Materials Informatics for Thermistor Properties of Mn–Co–Ni Oxides
Shogo Hashimura, Yudai Yamaguchi, Hayami Takeda, Naoto Tanibata, Masanobu Nakayama, Naohiro Niizeki, Takayuki Nakaya
Abstract
Because the electrical properties, sensitivity (B constant), and resistance of thermistors must be fine-tuned according to the environment in which they are used, complex multicomponent transition metal oxides are often used to ensure the degree of freedom of the B constants and resistance parameters. However, the precise control of electrical properties is generally difficult, owing to the complex changes in crystalline phases with composition. In this study, we focused on quaternary Mn–Co–Ni oxides, performed exhaustive sintered body preparation by dividing the entire composition space into 50 parts, and evaluated the crystal phase, bulk density, and thermistor properties (B constant and resistance) of the sintered bodies. Furthermore, machine learning regression analysis was performed on the composition and electrical property data were obtained.

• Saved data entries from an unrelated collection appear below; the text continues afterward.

//! `gw bfs` / `gw dfs`: visit order from a start node.

use anyhow::Result;
use clap::Args;
use graphwalk_core::{Algorithm, NodeId, traverse};
use serde::Serialize;

use super::CommandContext;
use crate::output::{OutputMode, join, pretty_kv, pretty_section, render_mode};

#[derive(Args, Debug, Default)]
pub struct TraverseArgs {
    /// Start node id. Falls back to the first node when absent or unknown.
    #[arg(short, long, value_parser = super::parse_node_id)]
    pub start: Option<NodeId>,
}

#[derive(Debug, Serialize)]
pub struct TraversalReport {
    pub algorithm: Algorithm,
    pub directed: bool,
    /// The node the walk actually started from.
    pub start: Option<NodeId>,
    pub order: Vec<NodeId>,
}

pub fn run_traverse(algorithm: Algorithm, args: &TraverseArgs, ctx: &CommandContext) -> Result<()> {
    let graph = ctx.load_graph()?;
    let g = &graph.snapshot;

    let order = traverse(algorithm, &g.nodes, &g.edges, args.start.as_ref(), graph.directed);
    let report = TraversalReport {
        algorithm,
        directed: graph.directed,
        start: order.first().cloned(),
        order,
    };

    render_report(ctx.output, &report)
}

fn render_report(mode: OutputMode, report: &TraversalReport) -> Result<()> {
    render_mode(
        mode,
        report,
        |r, w| {
            for id in &r.order {
                writeln!(w, "{id}")?;
            }
            Ok(())
        },
        |r, w| {
            pretty_section(w, &format!("{} traversal", r.algorithm.name()))?;
            pretty_kv(w, "Start", r.start.as_ref().map_or_else(|| "-".to_string(), ToString::to_string))?;
            pretty_kv(w, "Directed", r.directed.to_string())?;
            pretty_kv(w, "Visited", r.order.len().to_string())?;
            pretty_kv(w, "Order", join(&r.order, " → "))
        },
    )
}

However, even for the model with the lowest root-mean-square error, the prediction error of the B constants averaged ∼300 K and that of the common logarithm of resistance (LogR) averaged 0.3 log kΩ mm, indicating the difficulty in controlling the desired electrical properties from the composition at a practical level. In contrast, compositions with arbitrary B constants and LogR could be efficiently determined by Bayesian optimization using the composition ratio as a descriptor.